Source data:
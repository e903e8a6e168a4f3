//! Model adapter: loads the exported classifier artifact and answers
//! label / probability queries.
//!
//! The artifact is a JSON document produced by the training pipeline:
//!
//! ```json
//! { "format_version": 1,
//!   "feature_names": ["gender", "age", ...],
//!   "classifier": { "kind": "logistic_regression", "intercept": -7.1, "coefficients": [...] } }
//! ```
//!
//! or, for tree ensembles, `{"kind": "random_forest", "trees": [{"nodes": [...]}]}`.
//! Everything is validated once at load so that a loaded model can only fail
//! at inference on bad *input*, never on its own structure.

use std::path::{Path, PathBuf};

use serde::{Deserialize, Serialize};

use crate::pipeline::features::{FEATURE_COUNT, FEATURE_ORDER};

pub const SUPPORTED_FORMAT_VERSION: u32 = 1;

/// Clamp on the linear predictor before `exp()`, keeps the sigmoid finite.
const LOGIT_CLAMP: f64 = 700.0;

// ═══════════════════════════════════════════════════════════
// Errors
// ═══════════════════════════════════════════════════════════

/// Artifact problems. Always fatal: the service cannot start without a model.
#[derive(Debug, thiserror::Error)]
pub enum ModelError {
    #[error("Model artifact not found: {0}")]
    NotFound(PathBuf),
    #[error("Failed to read model artifact: {0}")]
    Io(#[from] std::io::Error),
    #[error("Model artifact is not valid JSON: {0}")]
    Parse(#[from] serde_json::Error),
    #[error("Unsupported model format version {found} (expected {expected})")]
    UnsupportedVersion { found: u32, expected: u32 },
    #[error("Invalid model artifact: {0}")]
    Invalid(String),
}

/// Per-request inference failures. Recoverable: reported to the user, the
/// service keeps running.
#[derive(Debug, Clone, PartialEq, thiserror::Error)]
pub enum InferenceError {
    #[error("Expected {expected} features, got {found}")]
    ShapeMismatch { expected: usize, found: usize },
    #[error("Feature {feature} has unsupported value {value}")]
    UnsupportedValue { feature: String, value: f64 },
    #[error("Model produced an invalid output: {0}")]
    InvalidOutput(String),
}

// ═══════════════════════════════════════════════════════════
// Classifier trait
// ═══════════════════════════════════════════════════════════

/// A pre-trained binary classifier over `FEATURE_ORDER` vectors.
///
/// `predict_label` and `predict_probability` are independent queries; callers
/// must not assume the label is the probability thresholded at 0.5.
pub trait Classifier: Send + Sync {
    /// Short identifier of the model family, for logs and health output.
    fn kind(&self) -> &'static str;

    /// Predicted class: 0 (no stroke) or 1 (stroke).
    fn predict_label(&self, features: &[f64]) -> Result<u8, InferenceError>;

    /// Probability of the positive class, in `[0, 1]`.
    fn predict_probability(&self, features: &[f64]) -> Result<f64, InferenceError>;
}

REQUIRED ACTION. Among the records above, find each line holding "Result" and list it.

SOLUTION TO THE PROBLEM.
    fn predict_label(&self, features: &[f64]) -> Result<u8, InferenceError>;
    fn predict_probability(&self, features: &[f64]) -> Result<f64, InferenceError>;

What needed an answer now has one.